Switch to DuckDuckGo (search engine, not app) regardless?


----------



## 1freedude (Oct 27, 2022)

Besides DDG,









						Startpage - Private Search Engine. No Tracking. No Search History.
					

Search and browse the internet without being tracked or targeted. Startpage is the world's most private search engine. Use Startpage to protect your personal data.




					www.startpage.com
				




has customization settings, set by cookies.  Search suggestions can be turned off.  I have an old G maps app that does not auto search, but it hasn't been updated in years, and most modern functions don't work with my setup.  But I use it because it just plain works.  If you are interested, I'll send you the .apk


----------



## Udyr (Oct 28, 2022)

SentinelAeon said:


> What about google search and youtube search. Is it possible to prevent it giving me some random suggestions. For instance, if i type in G, about 99% of the time im looking for gamers nexus. Yet it gives me 10 other suggestions i dont care about. Can i turn that off ?


Google and all their services will always suggest something based on IP, user (if you're logged in with your google account), location, and your specific computer. They collect all this info for this purpose (along with the obligatory ad).

Sometimes cleaning the history would still yield similar results. Using a VPN might change some of these though.


----------



## Frick (Oct 28, 2022)

SentinelAeon said:


> What about google search and youtube search. Is it possible to prevent it giving me some random suggestions. For instance, if i type in G, about 99% of the time im looking for gamers nexus. Yet it gives me 10 other suggestions i dont care about. Can i turn that off ?



It depends on what you mean. As said above it will adjust based on location and so on, but basically the first time you use a fresh installation (or private tab in a browser) and go to say Youtube you will be given the option to disable as much stuff as Google allows, which practically means you will get the experience of a random Youtube-viewer (based on location and so on) meaning the suggestions will be targeted to that.

If you want Google to suggest Gamer's Nexus you have to turn all of that tracking on, otherwise Youtube won't know typing "G" means you want Gamer's Nexus.
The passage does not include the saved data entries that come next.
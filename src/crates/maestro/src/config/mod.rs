//! Configuration management
//!
//! See [`ConfigLoader`] for the layering order and [`MaestroConfig`] for the
//! available keys.

mod loader;
mod schema;

pub use loader::{ConfigLoader, ENV_PREFIX};
pub use schema::{
    MaestroConfig, MopidyConfig, OracleConfig, OracleProvider, UiConfig, YouTubeConfig,
};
So what you're looking for is not actually blocking things you're not interested in, what you want is Google to create a profile on you and suggesting things you might be interested in.


----------



## The red spirit (Oct 28, 2022)

Frick said:


> Is that even possible? I've just assumed it's not. And yeah it's annoying. Like how the local parking or weather apps search the entire globe. Oh cool yeah Piteşti, Romania, can I park there? No? But i can accidentally search there anyway? Cool.
> 
> I hate apps and the internet. It sucks.
> 
> But as for the google stuff, I assume you've turned off history? I assume you have to turn it on in order for Google to actually know what you're usually searching for.


Certainly possible by not using GApps as much as you can. For maps and navigation, open street maps with some app works great. Google itself could easily be replaced with Qwant or DDG. For weather Accuweather is generic shit, but nothign beats local weather forecast. Besides YT, Gmail, Play store and translate, Google doesn't exist to me anymore


----------



## 1freedude (Oct 28, 2022)

The red spirit said:


> Certainly possible by not using GApps as much as you can. For maps and navigation, open street maps with some app works great. Google itself could easily be replaced with Qwant or DDG. For weather Accuweather is generic shit, but nothign beats local weather forecast. Besides YT, Gmail, Play store and translate, Google doesn't exist to me anymore


Ditch those, too.  Look up Lineage OS for your device.  I use google apps, but sandboxed versions not relying on play services or framework.


----------



## The red spirit (Oct 28, 2022)

1freedude said:


> Ditch those, too.  Look up Lineage OS for your device.  I use google apps, but sandboxed versions not relying on play services or framework.


No way, I won't use custom ROM on daily phone.


----------



## 1freedude (Oct 28, 2022)

Huh, ok.  I haven't used a stock rom as DD for over a decade.  Mainly because of reasons like posted in #1.  If I don't like it, I can change it or delete it.


----------